Let $\frac 1 {\sqrt 2}\left(|1\rangle|2\rangle + |2\rangle|1\rangle\right)$ be a two-photon state.

Let's consider interference between the two photons. If one "rotates" one of the wavefunctions with a phase factor, one expects that this will affect the interference, and the result will depend on the phase factor. So, the interference between $|1\rangle$ and $|2\rangle$ should be different than the interference between $|1\rangle$ and $e^{i\varphi}|2\rangle$, and that between $e^{i\varphi}|1\rangle$ and $|2\rangle$ (where $\varphi$ is an arbitrary overall phase). This can be checked experimentally by using a phase shifter.

Suppose that there is an algorithm to calculate the interference between the two photons, and that this algorithm receives as input the two-photon state. The state $\frac 1 {\sqrt 2}\left(|1\rangle|2\rangle + |2\rangle|1\rangle\right)$ is equivalent to $\frac 1 {\sqrt 2}\left(|1\rangle|2'\rangle + |2'\rangle|1\rangle\right)$, where $|2'\rangle=e^{i\varphi}|2\rangle$. If the algorithm which gives us the interference depends only on the two-photon state, then it apparently gives the same result, even when we phase-shift the second photon.

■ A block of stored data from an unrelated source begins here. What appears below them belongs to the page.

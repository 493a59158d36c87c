//! Run supervisor - owns one orchestration run from seed to summary
//!
//! The supervisor seeds the frontier with the first listing page, starts the
//! worker pool, and waits for whichever comes first:
//! - the stop controller deciding the run is done (quota or crawl limit)
//! - every worker going idle with nothing left to do
//! - the wall-clock deadline
//! - caller cancellation
//!
//! It then drains: the run is stopped, in-flight workers get a grace period
//! to finish, and workers still busy after it are aborted and joined. The
//! summary is built only once no worker can touch the store again, so it
//! matches what was persisted. The summary is always returned.

use crate::config::{validate_proxy, Config, CrawlerConfig, MAX_CONCURRENCY};
use crate::crawler::dispatcher::{CrawledBook, Dispatcher};
use crate::crawler::fetcher::{Fetcher, HttpFetcher};
use crate::crawler::frontier::{Frontier, WorkItem};
use crate::extract::{BookPageExtractor, Extractor};
use crate::record::{BookRecord, DEDUP_KEY_LABEL};
use crate::state::{RunPhase, RunState, StopReason};
use crate::storage::{DedupGate, NewRun, RunOutcome, RunStatus};
use crate::url::build_listing_url;
use crate::HoundError;
use chrono::{DateTime, Utc};
use serde::Serialize;
use std::sync::Arc;
use std::time::Duration;
use tokio::sync::mpsc;
use tokio::task::JoinSet;
use tokio::time::Instant;
use tokio_util::sync::CancellationToken;

/// Longest accepted search keyword, in characters
pub const MAX_KEYWORD_CHARS: usize = 50;

/// Parameters of one run
#[derive(Debug, Clone, PartialEq, Eq)]
pub struct RunRequest {
    /// Search keyword for the listing chain
    pub keyword: String,

    /// New records to collect; 0 means unlimited
    pub target: u64,

    /// Proxy for this run; falls back to the configured proxy
    pub proxy: Option<String>,

    /// Number of concurrent workers
    pub concurrency: u32,
}

impl RunRequest {
    /// Builds a request using the configured default target and concurrency
    pub fn from_config(keyword: impl Into<String>, config: &CrawlerConfig) -> Self {
        Self {
            keyword: keyword.into(),
            target: config.default_target,
            proxy: None,
            concurrency: config.concurrency,
        }
    }

    /// Validates the request against the crawler limits
    ///
    /// # Errors
    ///
    /// * Empty or over-long keyword
    /// * Target above `max_target`
    /// * Concurrency outside `1..=MAX_CONCURRENCY`
    /// * Unparseable proxy address
    pub fn validate(&self, config: &CrawlerConfig) -> Result<(), HoundError> {
        let keyword = self.keyword.trim();
        if keyword.is_empty() {
            return Err(HoundError::InvalidRequest(
                "keyword cannot be empty".to_string(),
            ));
        }
        if keyword.chars().count() > MAX_KEYWORD_CHARS {
            return Err(HoundError::InvalidRequest(format!(
                "keyword is longer than {} characters",
                MAX_KEYWORD_CHARS
            )));
        }

        if self.target > config.max_target {
            return Err(HoundError::InvalidRequest(format!(
                "target {} exceeds the maximum of {}",
                self.target, config.max_target
            )));
        }

        if self.concurrency == 0 || self.concurrency > MAX_CONCURRENCY {
            return Err(HoundError::InvalidRequest(format!(
                "concurrency must be between 1 and {}",
                MAX_CONCURRENCY
            )));
        }

        if let Some(proxy) = &self.proxy {
            validate_proxy(proxy)?;
        }

        Ok(())
    }
}

/// Result of one run
#[derive(Debug, Clone, Serialize)]
pub struct RunSummary {
    pub keyword: String,

    /// Every record that reached the dedup gate, whatever its verdict
    pub books: Vec<BookRecord>,

    pub total_crawled: u64,
    pub total_saved: u64,
    pub total_duplicates: u64,
    pub total_skipped: u64,
    pub total_failed: u64,

    /// Description of the key used for de-duplication
    pub dedup_key: String,

    pub stop_reason: Option<StopReason>,
    pub started_at: DateTime<Utc>,
    pub elapsed_ms: u64,

    /// Run history ID, when the store recorded the run
    #[serde(skip_serializing_if = "Option::is_none")]
    pub run_id: Option<i64>,
}

/// Drives orchestration runs against one store and fetch primitive
pub struct Supervisor {
    config: Arc<Config>,
    gate: DedupGate,
    fetcher: Option<Arc<dyn Fetcher>>,
    extractor: Arc<dyn Extractor>,
    config_hash: String,
}

impl Supervisor {
    /// Creates a supervisor that fetches over HTTP with the configured client
    ///
    /// # Arguments
    ///
    /// * `config` - Validated configuration
    /// * `gate` - Dedup gate over the book store
    pub fn new(config: Config, gate: DedupGate) -> Self {
        Self {
            config: Arc::new(config),
            gate,
            fetcher: None,
            extractor: Arc::new(BookPageExtractor::new()),
            config_hash: String::new(),
        }
    }

    /// Uses `fetcher` for every run instead of building an HTTP client
    pub fn with_fetcher(mut self, fetcher: Arc<dyn Fetcher>) -> Self {
        self.fetcher = Some(fetcher);
        self
    }

    /// Hash recorded with each run in the store's history
    pub fn with_config_hash(mut self, hash: impl Into<String>) -> Self {
        self.config_hash = hash.into();
        self
    }

    pub fn gate(&self) -> &DedupGate {
        &self.gate
    }

    /// Runs to completion
    ///
    /// Only an invalid request (or an unusable proxy) is an error; everything
    /// that happens once the run has started is reflected in the summary.
    pub async fn run(&self, request: RunRequest) -> Result<RunSummary, HoundError> {
        self.run_with_cancellation(request, CancellationToken::new())
            .await
    }

    /// Runs to completion, or until `cancel` fires
    pub async fn run_with_cancellation(
        &self,
        request: RunRequest,
        cancel: CancellationToken,
    ) -> Result<RunSummary, HoundError> {
        request.validate(&self.config.crawler)?;

        let fetcher: Arc<dyn Fetcher> = match &self.fetcher {
            Some(fetcher) => Arc::clone(fetcher),
            None => Arc::new(HttpFetcher::new(
                &self.config.fetch,
                request.proxy.as_deref(),
            )?),
        };
        let keyword = request.keyword.trim().to_string();
        let seed = build_listing_url(&self.config.source.listing_url, &keyword)?;

        let crawler = &self.config.crawler;
        let state = Arc::new(RunState::new(request.target, crawler.max_crawl_limit));
        let frontier = Arc::new(Frontier::new(Arc::clone(&state)));
        let (tx, mut rx) = mpsc::unbounded_channel::<CrawledBook>();

        let mut phase = RunPhase::Idle;
        let run_id = self.record_run_start(&keyword, request.target);

        if state.is_unlimited() {
            tracing::info!(
                "Starting run for '{}' (unlimited, crawl limit {})",
                keyword,
                state.max_crawl_limit()
            );
        } else {
            tracing::info!(
                "Starting run for '{}' (target {} new books)",
                keyword,
                request.target
            );
        }

        // Idle -> Running
        phase = phase.transition(RunPhase::Running)?;
        frontier.push(WorkItem::listing(seed));

        let mut workers = JoinSet::new();
        Dispatcher::new(
            Arc::clone(&frontier),
            Arc::clone(&state),
            self.gate.clone(),
            fetcher,
            Arc::clone(&self.extractor),
            keyword.clone(),
            tx,
        )
        .spawn(request.concurrency as usize, &mut workers);

        let deadline = Instant::now() + Duration::from_secs(crawler.deadline_secs);

        tokio::select! {
            _ = join_workers(&mut workers) => {
                if state.stop(StopReason::FrontierExhausted) {
                    tracing::info!("Frontier exhausted; all workers idle");
                }
            }
            _ = state.stopped() => {}
            _ = tokio::time::sleep_until(deadline) => {
                if state.stop(StopReason::Deadline) {
                    tracing::warn!("Run deadline of {}s elapsed", crawler.deadline_secs);
                }
            }
            _ = cancel.cancelled() => {
                if state.stop(StopReason::Cancelled) {
                    tracing::warn!("Run cancelled");
                }
            }
        }

        // Running -> Draining
        phase = phase.transition(RunPhase::Draining)?;
        let grace = Duration::from_secs(crawler.grace_period_secs);
        if tokio::time::timeout(grace, join_workers(&mut workers))
            .await
            .is_err()
        {
            tracing::warn!(
                "{} workers still busy after {}s grace period; aborting them",
                workers.len(),
                crawler.grace_period_secs
            );
            // Workers only touch the gate between awaits, so an aborted
            // worker can never save after this point.
            workers.abort_all();
            join_workers(&mut workers).await;

            // Aborted workers never reach task_done
            let aborted = frontier.in_flight();
            state.record_skipped_many(aborted as u64);
            tracing::info!("Skipped {} in-flight pages after grace period", aborted);
        }

        let abandoned = frontier.drain_pending();
        state.record_skipped_many(abandoned as u64);
        if abandoned > 0 {
            tracing::info!("Skipped {} queued pages after stop", abandoned);
        }

        let mut books = Vec::new();
        while let Ok(crawled) = rx.try_recv() {
            books.push(crawled.record.book);
        }

        // Draining -> Finished
        phase = phase.transition(RunPhase::Finished)?;
        debug_assert!(phase.is_terminal());

        let counters = state.snapshot();
        let summary = RunSummary {
            keyword,
            books,
            total_crawled: counters.crawled,
            total_saved: counters.saved,
            total_duplicates: counters.duplicates,
            total_skipped: counters.skipped,
            total_failed: counters.failed,
            dedup_key: DEDUP_KEY_LABEL.to_string(),
            stop_reason: state.stop_reason(),
            started_at: state.started_at(),
            elapsed_ms: state.elapsed().as_millis() as u64,
            run_id,
        };

        self.record_run_finish(&summary);

        tracing::info!(
            "Run finished ({}): {} crawled, {} new, {} duplicates, {} skipped, {} failed",
            summary
                .stop_reason
                .map(|r| r.to_db_string())
                .unwrap_or("unknown"),
            summary.total_crawled,
            summary.total_saved,
            summary.total_duplicates,
            summary.total_skipped,
            summary.total_failed
        );

        Ok(summary)
    }

    fn record_run_start(&self, keyword: &str, target: u64) -> Option<i64> {
        let store = self.gate.store()?;
        let run = NewRun {
            keyword: keyword.to_string(),
            target,
            config_hash: self.config_hash.clone(),
        };
        match store.create_run(&run) {
            Ok(id) => Some(id),
            Err(e) => {
                tracing::warn!("Could not record run start: {}", e);
                None
            }
        }
    }

    fn record_run_finish(&self, summary: &RunSummary) {
        let (Some(store), Some(run_id)) = (self.gate.store(), summary.run_id) else {
            return;
        };
        let outcome = RunOutcome {
            status: RunStatus::Completed,
            stop_reason: summary.stop_reason.map(|r| r.to_db_string().to_string()),
            crawled: summary.total_crawled,
            saved: summary.total_saved,
            duplicates: summary.total_duplicates,
            skipped: summary.total_skipped,
            failed: summary.total_failed,
        };
        if let Err(e) = store.finish_run(run_id, &outcome) {
            tracing::warn!("Could not record run {} result: {}", run_id, e);
        }
    }
}

async fn join_workers(workers: &mut JoinSet<()>) {
    while let Some(result) = workers.join_next().await {
        match result {
            Err(e) if e.is_cancelled() => tracing::debug!("Worker aborted during drain"),
            Err(e) => tracing::error!("Worker task ended abnormally: {}", e),
            Ok(()) => {}
        }
    }
}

Apparently, the interference between photons depends on the way we decompose the two-photon state in two photons: in terms of $|1\rangle,|2\rangle$ we obtain different interference than in terms of $|1\rangle,e^{i\varphi}|2\rangle$, respectively $e^{i\varphi}|1\rangle,|2\rangle$. So, either the Hilbert space does not contain all the needed information, or I am missing something (which is by far more likely). Could you please explain me where I am wrong, and what is the correct description of interference using the two-photon state?

P.S. Let me emphasize that I am fully aware that QM has been tested successfully by so many experiments, and that most likely I am missing something. I just don't know what.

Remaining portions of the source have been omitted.